Beginning in late 1895, Herzl wrote Der Judenstaat (The State of the Jews). The small book was initially published 14 February 1896, in Leipzig, Germany, and Vienna, Austria, by M. Breitenstein's Verlags-Buchhandlung. It is subtitled "Versuch einer modernen Lösung der Judenfrage," ("Proposal of a modern solution for the Jewish question"). Der Judenstaat proposed the structure and beliefs of what political Zionism was.

Herzl's solution was the creation of a Jewish state. In the book he outlined his reasoning for the need to reestablish the historic Jewish state.

"The idea I have developed in this pamphlet is an ancient one: It is the restoration of the Jewish State ..."

"The decisive factor is our propelling force. And what is that force? The plight of the Jews ... I am profoundly convinced that I am right, though I doubt whether I shall live to see myself proved so. Those who today inaugurate this movement are unlikely to live to see its glorious culmination. But the very inauguration is enough to inspire in them a high pride and the joy of an inner liberation of their existence ..."

"The plan would seem mad enough if a single individual were to undertake it; but if many Jews simultaneously agree on it, it is entirely reasonable, and its achievement presents no difficulties worth mentioning. The idea depends only on the number of its adherents. Perhaps our ambitious young men, to whom every road of advancement is now closed, and for whom the Jewish state throws open a bright prospect of freedom, happiness, and honor, perhaps they will see to it that this idea is spread ..."

"It depends on the Jews themselves whether this political document remains for the present a political romance. If this generation is too dull to understand it rightly, a future, finer, more advanced generation will arise to comprehend it. The Jews who will try it shall achieve their State; and they will deserve it ..."

"I consider the Jewish question neither a social nor a religious one, even though it sometimes takes these and other forms. It is a national question, and to solve it we must first of all establish it as an international political problem to be discussed and settled by the civilized nations of the world in council.

"We are a people—one people.

"We have sincerely tried everywhere to merge with the national communities in which we live, seeking only to preserve the faith of our fathers. It is not permitted us. In vain are we loyal patriots, sometimes superloyal; in vain do we make the same sacrifices of life and property as our fellow citizens; in vain do we strive to enhance the fame of our native lands in the arts and sciences, or her wealth by trade and commerce. In our native lands where we have lived for centuries we are still decried as aliens, often by men whose ancestors had not yet come at a time when Jewish sighs had long been heard in the country ..."

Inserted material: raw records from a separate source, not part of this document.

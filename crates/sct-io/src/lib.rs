//! # sct-io: Persistence and Import for School Connectivity Costing
//!
//! Everything that touches the filesystem lives here: the storage backend
//! abstraction, the versioned cache documents, and the CSV/config importers
//! that assemble a [`sct_schemas::ModelDataSpace`] from a workspace.
//!
//! The storage backend is an explicit dependency ([`DataStore`]) rather than
//! a process-global, so tests can substitute their own.

pub mod cache_io;
pub mod importers;
pub mod storage;

pub use cache_io::{
    load_greedy_cache, save_greedy_cache, CACHE_SCHEMA_VERSION, CONNECTED_CACHE_FILE,
    UNCONNECTED_CACHE_FILE,
};
pub use importers::{load_data_space, load_fiber_config, read_fiber_nodes_csv, read_schools_csv};
pub use storage::{DataStore, LocalDataStore};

"Oppression and persecution cannot exterminate us. No nation on earth has endured such struggles and sufferings as we have. Jew-baiting has merely winnowed out our weaklings; the strong among us defiantly return to their own whenever persecution breaks out ..."

"Wherever we remain politically secure for any length of time, we assimilate. I think this is not praiseworthy ..."

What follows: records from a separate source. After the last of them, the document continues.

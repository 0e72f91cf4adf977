//! # sct-schemas: Schema Types for School Connectivity Costing
//!
//! Serde schema types shared across the SCT workspace: technology cost
//! configuration, per-school cost records, school entities, the persisted
//! distance caches, and the model data space consumed by the cost models.
//!
//! All types serialize with serde; the cache types reproduce the exact JSON
//! wire format of the workspace cache files.

pub mod config;
pub mod distance_cache;
pub mod output;
pub mod school;

pub use config::{
    CostMinimizerConfig, ElectricityConfig, FiberCapexConfig, FiberConstraintsConfig,
    FiberCostConfig, FiberOpexConfig,
};
pub use distance_cache::{
    GreedyConnectCache, MultiLookupDistanceCache, SingleLookupDistanceCache,
};
pub use output::{
    CostResultSpace, InfeasibleReason, OutputSpace, SchoolConnectionCosts, FIBER_TECHNOLOGY,
};
pub use school::{ModelDataSpace, SchoolEntity};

"Palestine is our unforgettable historic homeland ..."

"Let me repeat once more my opening words: The Jews who will it shall achieve their State. We shall live at last as free men on our own soil, and in our own homes peacefully die. The world will be liberated by our freedom, enriched by our wealth, magnified by our greatness. And whatever we attempt there for our own benefit will redound mightily and beneficially to the good of all mankind."

His last literary work, Altneuland (in English: The Old New Land, 1902), is a novel devoted to Zionism. Herzl occupied his free time for three years in writing what he believed might be accomplished by 1923. Though the form is that of a romance, it is less a novel than a serious forecast of what could be done within one generation. The keynotes of the story are love of Zion and insistence upon the fact that the suggested changes in life are not utopian but to be brought about simply by grouping all the best efforts and ideals of every race and nation. Each such effort is quoted and referred to in such a manner as to show that
Altneuland, though blossoming through the skill of the Jew, will in reality be the product of the benevolent efforts of all the members of the human family.

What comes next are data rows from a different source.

//! Data model for Executions, NodeResults, and ExecutionLogs (`spec.md` §3).

use crate::orchestrator::team::TopologyConfig;
use chrono::{DateTime, Utc};
use serde::{Deserialize, Serialize};
use std::collections::HashMap;
use uuid::Uuid;

/// Per-execution terminal/non-terminal status (`spec.md` §4.2 state machine).
#[derive(Debug, Clone, Copy, PartialEq, Eq, Serialize, Deserialize)]
#[serde(rename_all = "UPPERCASE")]
pub enum ExecutionStatus {
    Pending,
    Running,
    Success,
    Failed,
    Timeout,
    Cancelled,
}

impl ExecutionStatus {
    /// Terminal statuses are absorbing: re-entry from one is a programming error.
    pub fn is_terminal(self) -> bool {
        matches!(
            self,
            ExecutionStatus::Success
                | ExecutionStatus::Failed
                | ExecutionStatus::Timeout
                | ExecutionStatus::Cancelled
        )
    }
}

/// Per-node outcome within one execution.
#[derive(Debug, Clone, Copy, PartialEq, Eq, Serialize, Deserialize)]
#[serde(rename_all = "UPPERCASE")]
pub enum NodeStatus {
    Pending,
    Running,
    Success,
    Failed,
    Skipped,
}

/// Outcome of running a single node to completion (or skip).
#[derive(Debug, Clone, Serialize, Deserialize)]
pub struct NodeResult {
    pub status: NodeStatus,
    pub output: String,
    pub error: Option<String>,
    pub attempts: u32,
    pub started_at: Option<DateTime<Utc>>,
    pub completed_at: Option<DateTime<Utc>>,
}

impl NodeResult {
    pub fn pending() -> Self {
        Self {
            status: NodeStatus::Pending,
            output: String::new(),
            error: None,
            attempts: 0,
            started_at: None,
            completed_at: None,
        }
    }
}

/// Free-form trigger input: a task description plus caller-supplied parameters.
#[derive(Debug, Clone, Serialize, Deserialize, Default)]
pub struct ExecutionInput {
    pub task: String,
    #[serde(default)]
    pub parameters: serde_json::Value,
}

/// Final aggregated output of an execution, optionally schema-validated (C5).
#[derive(Debug, Clone, Serialize, Deserialize, Default)]
pub struct ExecutionOutput {
    /// Always present once the graph runner produces a candidate string.
    pub raw: Option<String>,
    /// Present only if structured-output validation (C5) succeeded.
    pub structured: Option<serde_json::Value>,
}

/// One instantiation of a [`crate::orchestrator::team::Team`] (`spec.md` §3).
#[derive(Debug, Clone, Serialize, Deserialize)]
pub struct Execution {
    pub id: Uuid,
    pub team_id: Uuid,
    pub topology_snapshot: TopologyConfig,
    pub input: ExecutionInput,
    pub output: ExecutionOutput,
    pub output_schema: Option<serde_json::Value>,
    pub parse_error: Option<String>,
    pub node_results: HashMap<String, NodeResult>,
    pub status: ExecutionStatus,
    pub started_at: Option<DateTime<Utc>>,
    pub completed_at: Option<DateTime<Utc>>,
    pub duration_ms: Option<i64>,
    pub error_message: Option<String>,
}

impl Execution {
    pub fn new(
        team_id: Uuid,
        topology_snapshot: TopologyConfig,
        input: ExecutionInput,
        output_schema: Option<serde_json::Value>,
    ) -> Self {
        let node_results = topology_snapshot
            .nodes
            .keys()
            .map(|id| (id.clone(), NodeResult::pending()))
            .collect();
        Self {
            id: Uuid::new_v4(),
            team_id,
            topology_snapshot,
            input,
            output: ExecutionOutput::default(),
            output_schema,
            parse_error: None,
            node_results,
            status: ExecutionStatus::Pending,
            started_at: None,
            completed_at: None,
            duration_ms: None,
            error_message: None,
        }
    }

    /// Transition to `RUNNING`. Panics if not currently `PENDING` — a
    /// terminal or already-running execution re-entering is a programming error.
    pub fn mark_running(&mut self) {
        assert_eq!(
            self.status,
            ExecutionStatus::Pending,
            "programming error: execution {} re-entered RUNNING from {:?}",
            self.id,
            self.status
        );
        self.status = ExecutionStatus::Running;
        self.started_at = Some(Utc::now());
    }

    /// Transition into a terminal status exactly once. Panics on re-entry.
    pub fn mark_terminal(&mut self, status: ExecutionStatus, error_message: Option<String>) {
        assert!(status.is_terminal(), "mark_terminal called with {:?}", status);
        assert!(
            !self.status.is_terminal(),
            "programming error: execution {} re-entered terminal state from {:?}",
            self.id,
            self.status
        );
        self.status = status;
        self.error_message = error_message;
        let now = Utc::now();
        self.completed_at = Some(now);
        if let Some(started_at) = self.started_at {
            self.duration_ms = Some((now - started_at).num_milliseconds());
        }
    }
}

/// Append-only ordered event record (`spec.md` §3, §4.6).
#[derive(Debug, Clone, Serialize, Deserialize)]
pub struct ExecutionLog {
    pub id: Uuid,
    pub execution_id: Uuid,
    pub sequence: u64,
    pub timestamp: DateTime<Utc>,
    pub event_type: String,
    pub node_id: Option<String>,
    pub agent_id: Option<String>,
    pub supervisor_id: Option<String>,
    pub message: Option<String>,
    pub extra_data: serde_json::Value,
}

#[cfg(test)]
mod tests {
    use super::*;

    #[test]
    #[should_panic(expected = "programming error")]
    fn terminal_reentry_panics() {
        let topology = TopologyConfig {
            nodes: HashMap::new(),
            edges: vec![],
            entry_point: "g".to_string(),
            output_schema: None,
        };
        let mut exec = Execution::new(Uuid::new_v4(), topology, ExecutionInput::default(), None);
        exec.mark_running();
        exec.mark_terminal(ExecutionStatus::Success, None);
        exec.mark_terminal(ExecutionStatus::Failed, None);
    }
}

Herzl envisioned a Jewish state that combined modern Jewish culture with the best of the European heritage. Thus a "Palace of Peace" would be built in Jerusalem to arbitrate international disputes, and at the same time the Temple would be rebuilt on modern principles. Herzl did not envision the Jewish inhabitants of the state as being religious, but there was respect for religion in the public sphere. He also assumed that many languages would be spoken, and that Hebrew would not be the main tongue. Proponents of a Jewish cultural rebirth, such as Ahad Ha'am, were critical of Altneuland.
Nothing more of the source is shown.